Problem description: Could you write out the whole listing exactly as it appears?
---- Provided data
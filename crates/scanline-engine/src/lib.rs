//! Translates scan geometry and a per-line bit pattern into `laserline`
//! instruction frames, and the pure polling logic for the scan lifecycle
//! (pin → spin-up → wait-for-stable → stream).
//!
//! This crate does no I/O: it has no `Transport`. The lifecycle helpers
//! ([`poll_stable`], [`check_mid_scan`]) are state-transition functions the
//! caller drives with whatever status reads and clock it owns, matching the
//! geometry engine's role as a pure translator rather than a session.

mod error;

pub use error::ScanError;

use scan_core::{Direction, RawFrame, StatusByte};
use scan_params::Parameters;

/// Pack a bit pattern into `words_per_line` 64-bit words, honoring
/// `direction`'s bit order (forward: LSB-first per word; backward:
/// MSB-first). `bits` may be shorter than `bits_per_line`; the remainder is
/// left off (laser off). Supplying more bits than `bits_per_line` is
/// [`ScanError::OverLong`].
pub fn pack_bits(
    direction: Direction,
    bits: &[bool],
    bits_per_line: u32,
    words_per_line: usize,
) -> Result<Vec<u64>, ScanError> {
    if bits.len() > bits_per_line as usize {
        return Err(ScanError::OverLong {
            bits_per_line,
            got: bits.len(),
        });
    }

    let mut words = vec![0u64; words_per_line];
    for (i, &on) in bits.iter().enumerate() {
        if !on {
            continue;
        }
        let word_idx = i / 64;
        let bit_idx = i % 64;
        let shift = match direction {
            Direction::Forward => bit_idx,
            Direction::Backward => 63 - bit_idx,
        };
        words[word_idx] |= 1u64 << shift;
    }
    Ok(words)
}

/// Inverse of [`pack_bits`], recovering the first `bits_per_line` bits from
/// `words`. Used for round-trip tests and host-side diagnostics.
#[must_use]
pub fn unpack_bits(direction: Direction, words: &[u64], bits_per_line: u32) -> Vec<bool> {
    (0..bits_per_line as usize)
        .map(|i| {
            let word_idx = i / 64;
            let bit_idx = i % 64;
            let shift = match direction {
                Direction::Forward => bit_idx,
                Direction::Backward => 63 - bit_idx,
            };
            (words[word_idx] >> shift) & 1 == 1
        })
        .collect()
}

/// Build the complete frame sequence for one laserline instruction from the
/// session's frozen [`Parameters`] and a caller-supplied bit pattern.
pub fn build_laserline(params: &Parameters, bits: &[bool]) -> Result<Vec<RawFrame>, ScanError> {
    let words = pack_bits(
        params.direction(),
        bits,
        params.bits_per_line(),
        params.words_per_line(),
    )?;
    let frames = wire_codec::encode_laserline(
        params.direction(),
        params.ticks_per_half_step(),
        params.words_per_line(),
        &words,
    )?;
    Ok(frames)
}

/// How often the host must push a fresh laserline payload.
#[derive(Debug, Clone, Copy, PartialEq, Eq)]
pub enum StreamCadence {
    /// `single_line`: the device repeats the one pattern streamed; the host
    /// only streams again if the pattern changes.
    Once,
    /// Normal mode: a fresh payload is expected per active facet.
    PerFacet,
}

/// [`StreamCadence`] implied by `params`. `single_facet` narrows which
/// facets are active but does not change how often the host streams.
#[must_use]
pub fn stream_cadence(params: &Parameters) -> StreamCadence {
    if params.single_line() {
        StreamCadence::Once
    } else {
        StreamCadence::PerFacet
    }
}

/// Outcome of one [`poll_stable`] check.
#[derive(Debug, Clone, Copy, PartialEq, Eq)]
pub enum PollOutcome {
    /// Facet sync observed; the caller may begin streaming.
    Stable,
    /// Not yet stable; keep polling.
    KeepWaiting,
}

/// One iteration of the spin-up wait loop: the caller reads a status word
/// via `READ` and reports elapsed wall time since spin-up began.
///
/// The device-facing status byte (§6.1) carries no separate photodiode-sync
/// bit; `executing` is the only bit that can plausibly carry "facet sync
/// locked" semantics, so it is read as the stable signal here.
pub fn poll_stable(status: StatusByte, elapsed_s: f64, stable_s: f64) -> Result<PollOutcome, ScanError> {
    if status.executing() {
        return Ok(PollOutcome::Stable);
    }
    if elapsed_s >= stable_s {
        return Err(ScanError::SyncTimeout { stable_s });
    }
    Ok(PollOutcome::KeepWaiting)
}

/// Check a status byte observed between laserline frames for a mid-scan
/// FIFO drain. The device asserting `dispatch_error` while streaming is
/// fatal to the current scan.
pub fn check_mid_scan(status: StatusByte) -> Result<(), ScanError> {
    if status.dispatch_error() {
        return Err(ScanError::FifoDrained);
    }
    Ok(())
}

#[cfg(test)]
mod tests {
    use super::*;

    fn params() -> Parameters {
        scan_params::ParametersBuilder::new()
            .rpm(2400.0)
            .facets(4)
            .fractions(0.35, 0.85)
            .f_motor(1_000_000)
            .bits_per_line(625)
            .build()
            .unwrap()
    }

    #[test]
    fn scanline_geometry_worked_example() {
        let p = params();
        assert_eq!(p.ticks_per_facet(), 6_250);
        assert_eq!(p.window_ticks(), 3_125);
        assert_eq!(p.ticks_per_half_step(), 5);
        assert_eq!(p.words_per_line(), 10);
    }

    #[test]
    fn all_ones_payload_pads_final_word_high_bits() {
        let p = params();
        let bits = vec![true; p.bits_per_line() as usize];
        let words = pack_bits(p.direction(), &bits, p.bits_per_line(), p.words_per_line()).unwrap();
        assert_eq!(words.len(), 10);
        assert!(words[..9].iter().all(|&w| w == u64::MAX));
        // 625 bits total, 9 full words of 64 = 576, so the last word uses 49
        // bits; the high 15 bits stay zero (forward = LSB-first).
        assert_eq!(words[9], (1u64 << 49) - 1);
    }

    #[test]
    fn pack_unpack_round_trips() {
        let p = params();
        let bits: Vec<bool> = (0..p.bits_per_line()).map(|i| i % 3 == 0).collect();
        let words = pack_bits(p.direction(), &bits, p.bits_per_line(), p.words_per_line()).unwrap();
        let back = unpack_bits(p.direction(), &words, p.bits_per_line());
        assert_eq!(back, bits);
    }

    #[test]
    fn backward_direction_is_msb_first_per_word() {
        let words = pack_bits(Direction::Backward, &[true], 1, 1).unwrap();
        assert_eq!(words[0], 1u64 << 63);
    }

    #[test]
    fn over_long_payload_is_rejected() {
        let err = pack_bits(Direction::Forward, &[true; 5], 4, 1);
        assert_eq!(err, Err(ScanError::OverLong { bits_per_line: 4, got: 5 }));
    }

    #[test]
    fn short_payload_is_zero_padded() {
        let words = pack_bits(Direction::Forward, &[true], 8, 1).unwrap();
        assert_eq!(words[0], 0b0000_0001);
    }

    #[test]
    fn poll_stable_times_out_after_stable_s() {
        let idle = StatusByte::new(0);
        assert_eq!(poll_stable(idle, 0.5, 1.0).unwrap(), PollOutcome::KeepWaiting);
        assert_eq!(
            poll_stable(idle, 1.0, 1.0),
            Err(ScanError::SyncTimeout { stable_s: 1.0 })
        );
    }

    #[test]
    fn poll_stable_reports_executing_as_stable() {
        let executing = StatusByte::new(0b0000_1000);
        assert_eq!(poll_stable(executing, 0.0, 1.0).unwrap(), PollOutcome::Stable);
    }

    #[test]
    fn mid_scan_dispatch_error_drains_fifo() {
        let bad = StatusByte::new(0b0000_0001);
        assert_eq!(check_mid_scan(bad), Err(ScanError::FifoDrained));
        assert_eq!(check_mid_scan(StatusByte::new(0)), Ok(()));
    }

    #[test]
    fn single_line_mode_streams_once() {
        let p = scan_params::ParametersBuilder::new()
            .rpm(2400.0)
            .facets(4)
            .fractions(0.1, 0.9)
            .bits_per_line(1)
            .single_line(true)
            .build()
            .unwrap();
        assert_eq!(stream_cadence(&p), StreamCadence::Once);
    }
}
--------
Answer section:
filename crates/scanline-engine/src/lib.rs
//! Translates scan geometry and a per-line bit pattern into `laserline`
//! instruction frames, and the pure polling logic for the scan lifecycle
//! (pin → spin-up → wait-for-stable → stream).
//!
//! This crate does no I/O: it has no `Transport`. The lifecycle helpers
//! ([`poll_stable`], [`check_mid_scan`]) are state-transition functions the
//! caller drives with whatever status reads and clock it owns, matching the
//! geometry engine's role as a pure translator rather than a session.

mod error;

pub use error::ScanError;

use scan_core::{Direction, RawFrame, StatusByte};
use scan_params::Parameters;

/// Pack a bit pattern into `words_per_line` 64-bit words, honoring
/// `direction`'s bit order (forward: LSB-first per word; backward:
/// MSB-first). `bits` may be shorter than `bits_per_line`; the remainder is
/// left off (laser off). Supplying more bits than `bits_per_line` is
/// [`ScanError::OverLong`].
pub fn pack_bits(
    direction: Direction,
    bits: &[bool],
    bits_per_line: u32,
    words_per_line: usize,
) -> Result<Vec<u64>, ScanError> {
    if bits.len() > bits_per_line as usize {
        return Err(ScanError::OverLong {
            bits_per_line,
            got: bits.len(),
        });
    }

    let mut words = vec![0u64; words_per_line];
    for (i, &on) in bits.iter().enumerate() {
        if !on {
            continue;
        }
        let word_idx = i / 64;
        let bit_idx = i % 64;
        let shift = match direction {
            Direction::Forward => bit_idx,
            Direction::Backward => 63 - bit_idx,
        };
        words[word_idx] |= 1u64 << shift;
    }
    Ok(words)
}

/// Inverse of [`pack_bits`], recovering the first `bits_per_line` bits from
/// `words`. Used for round-trip tests and host-side diagnostics.
#[must_use]
pub fn unpack_bits(direction: Direction, words: &[u64], bits_per_line: u32) -> Vec<bool> {
    (0..bits_per_line as usize)
        .map(|i| {
            let word_idx = i / 64;
            let bit_idx = i % 64;
            let shift = match direction {
                Direction::Forward => bit_idx,
                Direction::Backward => 63 - bit_idx,
            };
            (words[word_idx] >> shift) & 1 == 1
        })
        .collect()
}

/// Build the complete frame sequence for one laserline instruction from the
/// session's frozen [`Parameters`] and a caller-supplied bit pattern.
pub fn build_laserline(params: &Parameters, bits: &[bool]) -> Result<Vec<RawFrame>, ScanError> {
    let words = pack_bits(
        params.direction(),
        bits,
        params.bits_per_line(),
        params.words_per_line(),
    )?;
    let frames = wire_codec::encode_laserline(
        params.direction(),
        params.ticks_per_half_step(),
        params.words_per_line(),
        &words,
    )?;
    Ok(frames)
}

/// How often the host must push a fresh laserline payload.
#[derive(Debug, Clone, Copy, PartialEq, Eq)]
pub enum StreamCadence {
    /// `single_line`: the device repeats the one pattern streamed; the host
    /// only streams again if the pattern changes.
    Once,
    /// Normal mode: a fresh payload is expected per active facet.
    PerFacet,
}

/// [`StreamCadence`] implied by `params`. `single_facet` narrows which
/// facets are active but does not change how often the host streams.
#[must_use]
pub fn stream_cadence(params: &Parameters) -> StreamCadence {
    if params.single_line() {
        StreamCadence::Once
    } else {
        StreamCadence::PerFacet
    }
}

/// Outcome of one [`poll_stable`] check.
#[derive(Debug, Clone, Copy, PartialEq, Eq)]
pub enum PollOutcome {
    /// Facet sync observed; the caller may begin streaming.
    Stable,
    /// Not yet stable; keep polling.
    KeepWaiting,
}

/// One iteration of the spin-up wait loop: the caller reads a status word
/// via `READ` and reports elapsed wall time since spin-up began.
///
/// The device-facing status byte (§6.1) carries no separate photodiode-sync
/// bit; `executing` is the only bit that can plausibly carry "facet sync
/// locked" semantics, so it is read as the stable signal here.
pub fn poll_stable(status: StatusByte, elapsed_s: f64, stable_s: f64) -> Result<PollOutcome, ScanError> {
    if status.executing() {
        return Ok(PollOutcome::Stable);
    }
    if elapsed_s >= stable_s {
        return Err(ScanError::SyncTimeout { stable_s });
    }
    Ok(PollOutcome::KeepWaiting)
}

/// Check a status byte observed between laserline frames for a mid-scan
/// FIFO drain. The device asserting `dispatch_error` while streaming is
/// fatal to the current scan.
pub fn check_mid_scan(status: StatusByte) -> Result<(), ScanError> {
    if status.dispatch_error() {
        return Err(ScanError::FifoDrained);
    }
    Ok(())
}

#[cfg(test)]
mod tests {
    use super::*;

    fn params() -> Parameters {
        scan_params::ParametersBuilder::new()
            .rpm(2400.0)
            .facets(4)
            .fractions(0.35, 0.85)
            .f_motor(1_000_000)
            .bits_per_line(625)
            .build()
            .unwrap()
    }

    #[test]
    fn scanline_geometry_worked_example() {
        let p = params();
        assert_eq!(p.ticks_per_facet(), 6_250);
        assert_eq!(p.window_ticks(), 3_125);
        assert_eq!(p.ticks_per_half_step(), 5);
        assert_eq!(p.words_per_line(), 10);
    }

    #[test]
    fn all_ones_payload_pads_final_word_high_bits() {
        let p = params();
        let bits = vec![true; p.bits_per_line() as usize];
        let words = pack_bits(p.direction(), &bits, p.bits_per_line(), p.words_per_line()).unwrap();
        assert_eq!(words.len(), 10);
        assert!(words[..9].iter().all(|&w| w == u64::MAX));
        // 625 bits total, 9 full words of 64 = 576, so the last word uses 49
        // bits; the high 15 bits stay zero (forward = LSB-first).
        assert_eq!(words[9], (1u64 << 49) - 1);
    }

    #[test]
    fn pack_unpack_round_trips() {
        let p = params();
        let bits: Vec<bool> = (0..p.bits_per_line()).map(|i| i % 3 == 0).collect();
        let words = pack_bits(p.direction(), &bits, p.bits_per_line(), p.words_per_line()).unwrap();
        let back = unpack_bits(p.direction(), &words, p.bits_per_line());
        assert_eq!(back, bits);
    }

    #[test]
    fn backward_direction_is_msb_first_per_word() {
        let words = pack_bits(Direction::Backward, &[true], 1, 1).unwrap();
        assert_eq!(words[0], 1u64 << 63);
    }

    #[test]
    fn over_long_payload_is_rejected() {
        let err = pack_bits(Direction::Forward, &[true; 5], 4, 1);
        assert_eq!(err, Err(ScanError::OverLong { bits_per_line: 4, got: 5 }));
    }

    #[test]
    fn short_payload_is_zero_padded() {
        let words = pack_bits(Direction::Forward, &[true], 8, 1).unwrap();
        assert_eq!(words[0], 0b0000_0001);
    }

    #[test]
    fn poll_stable_times_out_after_stable_s() {
        let idle = StatusByte::new(0);
        assert_eq!(poll_stable(idle, 0.5, 1.0).unwrap(), PollOutcome::KeepWaiting);
        assert_eq!(
            poll_stable(idle, 1.0, 1.0),
            Err(ScanError::SyncTimeout { stable_s: 1.0 })
        );
    }

    #[test]
    fn poll_stable_reports_executing_as_stable() {
        let executing = StatusByte::new(0b0000_1000);
        assert_eq!(poll_stable(executing, 0.0, 1.0).unwrap(), PollOutcome::Stable);
    }

    #[test]
    fn mid_scan_dispatch_error_drains_fifo() {
        let bad = StatusByte::new(0b0000_0001);
        assert_eq!(check_mid_scan(bad), Err(ScanError::FifoDrained));
        assert_eq!(check_mid_scan(StatusByte::new(0)), Ok(()));
    }

    #[test]
    fn single_line_mode_streams_once() {
        let p = scan_params::ParametersBuilder::new()
            .rpm(2400.0)
            .facets(4)
            .fractions(0.1, 0.9)
            .bits_per_line(1)
            .single_line(true)
            .build()
            .unwrap();
        assert_eq!(stream_cadence(&p), StreamCadence::Once);
    }
}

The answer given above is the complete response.